*** Entries provided ***

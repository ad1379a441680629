//! Domain-level command and query types.
//! These structs are used by services inside the domain layer and are **not**
//! exposed over the public API. The REST and chat layers map the public DTOs
//! defined in the `shared` crate to these internal types.

pub mod transactions {
    use shared::AmountInput;

    use crate::domain::models::period::LedgerPeriod;
    use crate::domain::models::transaction::Transaction;

    /// Input for logging a new transaction.
    #[derive(Debug, Clone)]
    pub struct LogTransactionCommand {
        pub item: String,
        pub amount: AmountInput,
        pub category: Option<String>,
        /// Raw type text, parsed case-insensitively. Variable when absent.
        pub transaction_type: Option<String>,
        /// YYYY-MM-DD override, today in the reference offset otherwise.
        pub date: Option<String>,
    }

    /// Result of logging a transaction.
    #[derive(Debug, Clone)]
    pub struct LogTransactionResult {
        pub transaction: Transaction,
        /// True when the write was counted against the active budget.
        pub counted_in_budget: bool,
    }

    /// Result of listing transactions.
    #[derive(Debug, Clone)]
    pub struct TransactionListResult {
        pub transactions: Vec<Transaction>,
        pub total: f64,
    }

    impl TransactionListResult {
        pub fn new(transactions: Vec<Transaction>) -> Self {
            let total = transactions.iter().map(|t| t.amount).sum();
            Self {
                transactions,
                total,
            }
        }
    }

    #[derive(Debug, Clone, PartialEq)]
    pub struct CategoryTotals {
        pub category: String,
        pub fixed: f64,
        pub variable: f64,
    }

    impl CategoryTotals {
        pub fn total(&self) -> f64 {
            self.fixed + self.variable
        }
    }

    /// Per-category totals for one ledger period, largest total first.
    #[derive(Debug, Clone)]
    pub struct CategorySummary {
        pub period: LedgerPeriod,
        pub categories: Vec<CategoryTotals>,
        pub total: f64,
    }
}

pub mod budget {
    use shared::AmountInput;

    use crate::domain::budget_simulator::BudgetSnapshot;
    use crate::domain::models::budget::BudgetPeriod;

    /// Input for creating (replacing) the active budget.
    #[derive(Debug, Clone)]
    pub struct SetBudgetCommand {
        pub name: String,
        pub start_date: String,
        pub end_date: String,
        pub amount: AmountInput,
    }

    #[derive(Debug, Clone)]
    pub struct SetBudgetResult {
        pub budget: BudgetPeriod,
        pub replaced_previous: bool,
        pub success_message: String,
    }

    #[derive(Debug, Clone)]
    pub struct ClearBudgetResult {
        pub cleared: bool,
        pub success_message: String,
    }

    /// Result of a resync. `budget` is None when no budget is active.
    #[derive(Debug, Clone)]
    pub struct ResyncResult {
        pub budget: Option<BudgetPeriod>,
        pub success_message: String,
    }

    /// Current state of the budget as seen by readers.
    #[derive(Debug, Clone)]
    pub enum BudgetStatusView {
        Inactive,
        Active {
            budget: BudgetPeriod,
            snapshot: BudgetSnapshot,
        },
    }

    impl BudgetStatusView {
        pub fn is_active(&self) -> bool {
            matches!(self, BudgetStatusView::Active { .. })
        }
    }
}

*** End of Entries provided ***

## [Directions for this task]
From the listing above, collect each line in which the string "CategoryTotals" appears.

## [Response to the task]
    pub struct CategoryTotals {
    impl CategoryTotals {
        pub categories: Vec<CategoryTotals>,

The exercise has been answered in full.